Below are the entries; determine how many of their lines contain the string "suggestions" and give that figure alone.

▶ **Supplied material**:
....

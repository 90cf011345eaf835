//! Title autocomplete handler.

use std::sync::Arc;

use axum::{
    extract::{Query, State},
    Json,
};
use serde::{Deserialize, Serialize};

use crate::state::AppState;

#[derive(Debug, Deserialize)]
pub struct SuggestionParams {
    #[serde(default)]
    pub q: String,
}

#[derive(Debug, Serialize)]
pub struct SuggestionResponse {
    pub suggestions: Vec<String>,
}

/// GET /api/v1/suggestions?q=
///
/// Candidate titles for a partial input. Lookup failures yield an empty
/// list; debouncing is the caller's job.
pub async fn suggest(
    State(state): State<Arc<AppState>>,
    Query(params): Query<SuggestionParams>,
) -> Json<SuggestionResponse> {
    let suggestions = state.resolver().suggest(&params.q).await;
    Json(SuggestionResponse { suggestions })
}
use serde::{Deserialize, Serialize};
use std::net::{IpAddr, Ipv4Addr};
use std::path::PathBuf;

use crate::classifier::ClassifierPolicy;
use crate::metadata::GoogleBooksConfig;
use crate::quality::QualityPolicy;

/// Root configuration
#[derive(Debug, Clone, Default, Deserialize, Serialize)]
pub struct Config {
    #[serde(default)]
    pub server: ServerConfig,
    #[serde(default)]
    pub database: DatabaseConfig,
    /// Metadata lookup settings (public endpoint without a key when absent)
    #[serde(default)]
    pub catalog: Option<GoogleBooksConfig>,
    #[serde(default)]
    pub enrichment: EnrichmentConfig,
    #[serde(default)]
    pub quality: QualityPolicy,
    #[serde(default)]
    pub classifier: ClassifierPolicy,
    #[serde(default)]
    pub suggestions: SuggestionConfig,
}

/// Server configuration
#[derive(Debug, Clone, Deserialize, Serialize)]
pub struct ServerConfig {
    #[serde(default = "default_host")]
    pub host: IpAddr,
    #[serde(default = "default_port")]
    pub port: u16,
}

impl Default for ServerConfig {
    fn default() -> Self {
        Self {
            host: default_host(),
            port: default_port(),
        }
    }
}

fn default_host() -> IpAddr {
    IpAddr::V4(Ipv4Addr::UNSPECIFIED)
}

fn default_port() -> u16 {
    8080
}

/// Database configuration
#[derive(Debug, Clone, Deserialize, Serialize)]
pub struct DatabaseConfig {
    #[serde(default = "default_db_path")]
    pub path: PathBuf,
}

impl Default for DatabaseConfig {
    fn default() -> Self {
        Self {
            path: default_db_path(),
        }
    }
}

fn default_db_path() -> PathBuf {
    PathBuf::from("favereads.db")
}

/// How resolved metadata is turned into display fields.
#[derive(Debug, Clone, Deserialize, Serialize)]
pub struct EnrichmentConfig {
    /// Cover used when the catalog has no thumbnail.
    #[serde(default = "default_thumbnail")]
    pub default_thumbnail: String,
    /// Display name given to the catalog's purchase link.
    #[serde(default = "default_purchase_link_name")]
    pub purchase_link_name: String,
}

impl Default for EnrichmentConfig {
    fn default() -> Self {
        Self {
            default_thumbnail: default_thumbnail(),
            purchase_link_name: default_purchase_link_name(),
        }
    }
}

fn default_thumbnail() -> String {
    "/default-cover.jpg".to_string()
}

fn default_purchase_link_name() -> String {
    "Amazon".to_string()
}

/// Title autocomplete settings
#[derive(Debug, Clone, Deserialize, Serialize)]
pub struct SuggestionConfig {
    /// Input quiescence required before a lookup fires.
    #[serde(default = "default_debounce_ms")]
    pub debounce_ms: u64,
    /// Maximum distinct titles returned.
    #[serde(default = "default_max_results")]
    pub max_results: usize,
}

impl Default for SuggestionConfig {
    fn default() -> Self {
        Self {
            debounce_ms: default_debounce_ms(),
            max_results: default_max_results(),
        }
    }
}

/// Lower bound for `debounce_ms`.
pub const MIN_DEBOUNCE_MS: u64 = 400;

fn default_debounce_ms() -> u64 {
    MIN_DEBOUNCE_MS
}

fn default_max_results() -> usize {
    5
}

/// Sanitized config for API responses (secrets redacted)
#[derive(Debug, Clone, Serialize)]
pub struct SanitizedConfig {
    pub server: ServerConfig,
    pub database: DatabaseConfig,
    pub catalog: SanitizedCatalogConfig,
    pub enrichment: EnrichmentConfig,
    pub quality: SanitizedQualityConfig,
    pub classifier: SanitizedClassifierConfig,
    pub suggestions: SuggestionConfig,
}

/// Catalog config with the API key hidden
#[derive(Debug, Clone, Serialize)]
pub struct SanitizedCatalogConfig {
    #[serde(skip_serializing_if = "Option::is_none")]
    pub base_url: Option<String>,
    pub api_key_configured: bool,
}

/// Quality thresholds without the deny-list contents
#[derive(Debug, Clone, Serialize)]
pub struct SanitizedQualityConfig {
    pub min_length: usize,
    pub short_length: usize,
    pub deny_list_size: usize,
}

#[derive(Debug, Clone, Serialize)]
pub struct SanitizedClassifierConfig {
    pub default_band: String,
    pub rule_names: Vec<String>,
}

impl From<&Config> for SanitizedConfig {
    fn from(config: &Config) -> Self {
        Self {
            server: config.server.clone(),
            database: config.database.clone(),
            catalog: SanitizedCatalogConfig {
                base_url: config.catalog.as_ref().and_then(|c| c.base_url.clone()),
                api_key_configured: config
                    .catalog
                    .as_ref()
                    .and_then(|c| c.api_key.as_ref())
                    .is_some_and(|k| !k.is_empty()),
            },
            enrichment: config.enrichment.clone(),
            quality: SanitizedQualityConfig {
                min_length: config.quality.min_length,
                short_length: config.quality.short_length,
                deny_list_size: config.quality.deny_list.len(),
            },
            classifier: SanitizedClassifierConfig {
                default_band: config.classifier.default_band.to_string(),
                rule_names: config
                    .classifier
                    .rules
                    .iter()
                    .map(|r| r.name.clone())
                    .collect(),
            },
            suggestions: config.suggestions.clone(),
        }
    }
}
mod loader;
mod types;
mod validate;

pub use loader::{load_config, load_config_from_str};
pub use types::*;
pub use validate::validate_config;

use thiserror::Error;

#[derive(Debug, Error)]
pub enum ConfigError {
    #[error("Configuration file not found: {0}")]
    FileNotFound(String),

    #[error("Failed to parse configuration: {0}")]
    ParseError(String),

    #[error("Configuration validation failed: {0}")]
    ValidationError(String),
}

....

▶ **Solution to the problem**: 7